Dyskomfort jest podwójny, bo nie wiem w ogóle, czy mam prawo pisać o tej książce. Może o świecie wyciągniętych z ognia, wypalonych, tylko im podobni powinni pisać. Co wie o poparzeniu ten, kto nie przeszedł przez ogień? Doświadczenie jest nieprzekazywalne. Jeśli jednak coś mnie ośmiela mimo wszystko do złożenia sprawozdania z lektury, to fakt, że nie mam wątpliwości, że cień zbrodni, o której pisze, do której obsesyjnie wraca Kertész, dosięga także i mnie. Czy chcę tego, czy nie.

3.

Właśnie: obsesja. To nadzwyczaj stosowne słowo. Kertész jest pisarzem obsesyjnym. Co to bliżej znaczy? W wielu komentarzach, które pojawiły się w różnojęzycznej prasie zaraz po informacji o uzyskaniu przez Kertésza nagrody Nobla, cytowany był pewien passus, w intencjach recenzentów doskonale streszczający esencję jego pisarstwa. A pochodził właśnie z "Dziennika galernika": "Słyszę opinie, że spóźniłem się z »tym tematem«. Że już nie jest aktualny. Że »ten temat« trzeba było podjąć wcześniej, i tak dalej. A ja teraz znowu sobie uświadomiłem, że tak naprawdę nie interesuje mnie nic poza mitem Auschwitz. Jeśli myślę nad nową powieścią, znowu myślę tylko o Au-schwitz. O czymkolwiek myślę, zawsze myślę o Auschwitz. Jeśli mówię o czymś na pozór całkiem innym, to i tak mówię o Auschwitz. Jestem medium ducha Au-schwitz, Auschwitz mówi przeze mnie. W porównaniu z nim wszystko postrzegam jako bzdurę. I z pewnością nie tylko z powodów osobistych. Auschwitz i wszystko, co się z nim łączy (a co się z nim teraz nie łączy?), jest od czasów krzyża największą traumą człowieka w Europie, chociaż potrzeba dziesięcioleci lub stuleci, żeby ludzie sobie to uświadomili".

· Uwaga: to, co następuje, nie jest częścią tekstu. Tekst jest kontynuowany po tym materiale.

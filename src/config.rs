//! Configuration management for ratelock.

use serde::{Deserialize, Serialize};
use std::path::Path;
use std::time::Duration;
use tracing::info;

use crate::error::{RateLockError, Result};
use crate::ratelimit::AdjustError;

/// Main configuration for ratelock.
#[derive(Debug, Clone, Default, Serialize, Deserialize)]
pub struct RateLockConfig {
    /// Limiter configuration
    #[serde(default)]
    pub limiter: LimiterConfig,

    /// Adaptive control loop configuration
    #[serde(default)]
    pub control: ControlConfig,

    /// Contention driver configuration
    #[serde(default)]
    pub driver: DriverConfig,
}

/// Initial state of a rate limited lock.
#[derive(Debug, Clone, Serialize, Deserialize)]
pub struct LimiterConfig {
    /// Tokens available at construction
    #[serde(default = "default_initial_tokens")]
    pub initial_tokens: u64,

    /// Token capacity
    #[serde(default = "default_max_tokens")]
    pub max_tokens: u64,

    /// Refill interval in milliseconds
    #[serde(default = "default_wait_limit_ms")]
    pub wait_limit_ms: u64,

    /// Adjustment unit in milliseconds
    #[serde(default = "default_unit_ms")]
    pub unit_ms: u64,
}

impl Default for LimiterConfig {
    fn default() -> Self {
        Self {
            initial_tokens: default_initial_tokens(),
            max_tokens: default_max_tokens(),
            wait_limit_ms: default_wait_limit_ms(),
            unit_ms: default_unit_ms(),
        }
    }
}

impl LimiterConfig {
    pub fn wait_limit(&self) -> Duration {
        Duration::from_millis(self.wait_limit_ms)
    }

    pub fn unit(&self) -> Duration {
        Duration::from_millis(self.unit_ms)
    }

    /// Check the limiter can be built and adjusted with these settings.
    pub fn validate(&self) -> Result<()> {
        if self.max_tokens == 0 {
            return Err(RateLockError::Config(
                "limiter.max_tokens must be at least 1".to_string(),
            ));
        }
        if self.initial_tokens > self.max_tokens {
            return Err(RateLockError::Config(format!(
                "limiter.initial_tokens ({}) exceeds limiter.max_tokens ({})",
                self.initial_tokens, self.max_tokens
            )));
        }
        if self.unit_ms == 0 {
            return Err(AdjustError::UnitTooSmall { unit: self.unit() }.into());
        }
        Ok(())
    }
}

fn default_initial_tokens() -> u64 {
    3
}

fn default_max_tokens() -> u64 {
    5
}

fn default_wait_limit_ms() -> u64 {
    100
}

fn default_unit_ms() -> u64 {
    1000
}

/// Adaptive control loop configuration.
#[derive(Debug, Clone, Serialize, Deserialize)]
pub struct ControlConfig {
    /// Whether the control loop runs at all
    #[serde(default = "default_control_enabled")]
    pub enabled: bool,

    /// How often to sample contention, in milliseconds
    #[serde(default = "default_control_interval_ms")]
    pub interval_ms: u64,

    /// Waiting callers at or above which the limiter is slowed down
    #[serde(default = "default_pressure_threshold")]
    pub pressure_threshold: usize,

    /// Ceiling the control loop never raises the wait limit past, in milliseconds
    #[serde(default = "default_max_wait_limit_ms")]
    pub max_wait_limit_ms: u64,
}

impl Default for ControlConfig {
    fn default() -> Self {
        Self {
            enabled: default_control_enabled(),
            interval_ms: default_control_interval_ms(),
            pressure_threshold: default_pressure_threshold(),
            max_wait_limit_ms: default_max_wait_limit_ms(),
        }
    }
}

impl ControlConfig {
    pub fn interval(&self) -> Duration {
        Duration::from_millis(self.interval_ms)
    }

    pub fn max_wait_limit(&self) -> Duration {
        Duration::from_millis(self.max_wait_limit_ms)
    }
}

fn default_control_enabled() -> bool {
    true
}

fn default_control_interval_ms() -> u64 {
    250
}

fn default_pressure_threshold() -> usize {
    2
}

fn default_max_wait_limit_ms() -> u64 {
    1000
}

/// Contention driver configuration.
#[derive(Debug, Clone, Serialize, Deserialize)]
pub struct DriverConfig {
    /// Number of worker threads
    #[serde(default = "default_workers")]
    pub workers: usize,

    /// Acquire/release pairs per worker
    #[serde(default = "default_iterations")]
    pub iterations: usize,

    /// Token cost used by odd-numbered workers
    #[serde(default = "default_cost")]
    pub cost: u64,

    /// Upper bound on the random time a worker holds the lock, in milliseconds
    #[serde(default)]
    pub hold_ms: u64,
}

impl Default for DriverConfig {
    fn default() -> Self {
        Self {
            workers: default_workers(),
            iterations: default_iterations(),
            cost: default_cost(),
            hold_ms: 0,
        }
    }
}

fn default_workers() -> usize {
    10
}

fn default_iterations() -> usize {
    1
}

fn default_cost() -> u64 {
    2
}

impl RateLockConfig {
    /// Load configuration from a YAML file.
    pub fn from_file<P: AsRef<Path>>(path: P) -> Result<Self> {
        let path = path.as_ref();
        info!(path = %path.display(), "Loading configuration");

        let contents = std::fs::read_to_string(path)?;
        Self::from_yaml(&contents)
    }

    /// Load configuration from a YAML string.
    pub fn from_yaml(yaml: &str) -> Result<Self> {
        let config: RateLockConfig = serde_yaml::from_str(yaml)
            .map_err(|e| RateLockError::Config(format!("Failed to parse configuration: {}", e)))?;
        config.validate()?;
        Ok(config)
    }

    /// Validate every section.
    pub fn validate(&self) -> Result<()> {
        self.limiter.validate()?;
        if self.control.enabled && self.control.interval_ms == 0 {
            return Err(RateLockError::Config(
                "control.interval_ms must be positive when control is enabled".to_string(),
            ));
        }
        if self.control.enabled
            && self.control.max_wait_limit_ms < self.limiter.wait_limit_ms.max(1)
        {
            return Err(RateLockError::Config(format!(
                "control.max_wait_limit_ms ({}) must be positive and at least limiter.wait_limit_ms ({})",
                self.control.max_wait_limit_ms, self.limiter.wait_limit_ms
            )));
        }
        Ok(())
    }
}
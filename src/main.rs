//! # KSAT Ingest
//!
//! A news ingestion pipeline that crawls the KSAT site with a headless browser,
//! extracts structured articles, labels their sentiment through an
//! OpenAI-compatible chat model, and keeps a rolling SQLite archive.
//!
//! ## Usage
//!
//! ```sh
//! ksat_ingest scrape                 # one run, general then local
//! ksat_ingest schedule               # hourly runs until Ctrl-C
//! ksat_ingest list --since-hours 24  # read the archive back as JSON lines
//! ```
//!
//! ## Architecture
//!
//! Each run follows the same pipeline under a filesystem lock:
//! 1. **Pruning**: drop articles past the retention horizon
//! 2. **Discovery**: categories from the site navigation, then article links
//!    from each category and its subcategories
//! 3. **Extraction**: headline, image, body text, and publish time per article
//! 4. **Classification**: positive / negative / neutral, or no label when the
//!    service is unavailable
//! 5. **Storage**: get-or-create by headline

use chrono::{TimeDelta, Utc};
use clap::Parser;
use std::error::Error;
use std::io::Write;
use std::sync::Arc;
use std::time::Duration;
use tracing::{debug, error, info, instrument, warn};
use tracing_subscriber::{EnvFilter, fmt as tfmt};

mod api;
mod cli;
mod config;
mod error;
mod ingest;
mod lock;
mod models;
mod scheduler;
mod scrapers;
mod sentiment;
mod store;
mod utils;

use api::{OpenAiChat, RetryChat};
use cli::{Cli, Command};
use config::AppConfig;
use error::IngestError;
use ingest::{Ingestor, RunOutcome};
use models::SiteVariant;
use scheduler::{Job, Scheduler};
use scrapers::fetcher::BrowserFetcher;
use sentiment::SentimentClassifier;
use store::{ArticleFilter, NewsStore};
use utils::{checked_ago, ensure_parent_dir};

type NewsIngestor = Ingestor<RetryChat<OpenAiChat>>;

#[tokio::main]
#[instrument]
async fn main() -> Result<(), Box<dyn Error>> {
    // --- Tracing init ---
    let filter = EnvFilter::try_from_default_env().unwrap_or_else(|_| EnvFilter::new("info"));
    tfmt()
        .with_env_filter(filter)
        .with_target(true)
        .with_file(false)
        .with_line_number(false)
        .with_timer(tracing_subscriber::fmt::time::UtcTime::rfc_3339())
        .init();

    let start_time = std::time::Instant::now();
    info!("ksat_ingest starting up");

    let Cli {
        config: config_path,
        database,
        lock_path,
        api_key,
        command,
    } = Cli::parse();
    debug!(?command, ?config_path, "Parsed CLI arguments");

    let mut config = AppConfig::load(config_path.as_deref())?;
    if let Some(database) = database {
        config.storage.database_path = database;
    }
    if let Some(lock_path) = lock_path {
        config.lock_path = lock_path;
    }
    let config = Arc::new(config);

    // Early check: the database directory must exist and be writable
    if let Err(e) = ensure_parent_dir(&config.storage.database_path).await {
        error!(
            path = %config.storage.database_path.display(),
            error = %e,
            "Database directory is not writable (fix perms or choose a different path)"
        );
        return Err(e);
    }
    let store = NewsStore::open(&config.storage.database_path).await?;
    let ingestor = Arc::new(build_ingestor(config.clone(), store, api_key)?);

    match command {
        Command::Scrape { variants } => {
            scrape_once(&ingestor, &config, &Command::scrape_variants(&variants)).await?;
        }
        Command::Schedule => schedule(ingestor, config).await?,
        Command::Prune => {
            ingestor.prune().await?;
        }
        Command::List {
            since_hours,
            search,
            limit,
        } => {
            let filter = ArticleFilter {
                since: since_hours.and_then(|h| checked_ago(Utc::now(), TimeDelta::try_hours(h))),
                search,
                limit: Some(limit),
            };
            let articles = ingestor.store().query(&filter).await?;
            let mut out = std::io::stdout().lock();
            for article in &articles {
                writeln!(out, "{}", serde_json::to_string(article)?)?;
            }
            info!(count = articles.len(), "Listed articles");
        }
    }

    let elapsed = start_time.elapsed();
    info!(
        ?elapsed,
        secs = elapsed.as_secs(),
        millis = elapsed.subsec_millis(),
        "Execution complete"
    );
    Ok(())
}

fn build_ingestor(
    config: Arc<AppConfig>,
    store: NewsStore,
    api_key: Option<String>,
) -> Result<NewsIngestor, Box<dyn Error>> {
    let chat = OpenAiChat::new(&config.classifier, api_key)?;
    if !chat.has_api_key() {
        warn!("No API key configured; articles will be stored without sentiment labels");
    }
    let backend = RetryChat::new(
        chat,
        config.classifier.max_retries,
        Duration::from_millis(config.classifier.retry_base_delay_ms),
    );
    let classifier = SentimentClassifier::new(backend, config.classifier.max_description_chars);
    Ok(Ingestor::new(config, store, classifier)?)
}

/// One locked run with a fresh browser, closed afterwards whatever the outcome.
async fn scrape_once(
    ingestor: &NewsIngestor,
    config: &AppConfig,
    variants: &[SiteVariant],
) -> Result<(), IngestError> {
    let mut fetcher = BrowserFetcher::new(config.browser.clone());
    let outcome = ingestor.run(&mut fetcher, variants).await;
    fetcher.close().await;

    match outcome? {
        RunOutcome::AlreadyRunning => info!("Run skipped; another run holds the lock"),
        RunOutcome::Completed(reports) => {
            for report in reports {
                info!(
                    variant = %report.variant,
                    created = report.created,
                    existing = report.existing,
                    skipped = report.skipped,
                    failed = report.failed,
                    "Run summary"
                );
            }
        }
    }
    Ok(())
}

async fn schedule(ingestor: Arc<NewsIngestor>, config: Arc<AppConfig>) -> Result<(), Box<dyn Error>> {
    let mut scheduler = Scheduler::new();
    let jobs = [
        ("general", SiteVariant::General, config.schedule.general_interval_mins),
        ("local", SiteVariant::Local, config.schedule.local_interval_mins),
    ];
    for (id, variant, mins) in jobs {
        let ingestor = ingestor.clone();
        let config = config.clone();
        scheduler.register(Job::new(id, Duration::from_secs(mins * 60), move || {
            let ingestor = ingestor.clone();
            let config = config.clone();
            async move {
                if let Err(e) = scrape_once(&ingestor, &config, &[variant]).await {
                    error!(%variant, error = %e, "Scheduled run failed");
                }
            }
        }))?;
    }

    scheduler.start()?;
    info!(
        jobs = ?scheduler.job_ids().collect::<Vec<_>>(),
        "Scheduler running; press Ctrl-C to stop"
    );
    tokio::signal::ctrl_c().await?;
    info!("Shutdown requested; waiting for in-flight runs");
    scheduler.shutdown().await;
    Ok(())
}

Doświadczenie Auschwitz jest dla Kertésza nieusuwalne. Jak obozowy numer.

I trudno, żeby było inaczej. "»Los utracony«, rzecz oparta na jego doświadczeniach obozowych, jest - jak napisała Ágnes Heller w eseju "Los odzyskany", poświęconym tej wielkiej książce - również w pewnym sensie powieścią wychowawczą, w której obóz koncentracyjny staje się dla młodego bohatera internatem. A takich lekcji się nie zapomina. Tak czułej opieki wychowawców również".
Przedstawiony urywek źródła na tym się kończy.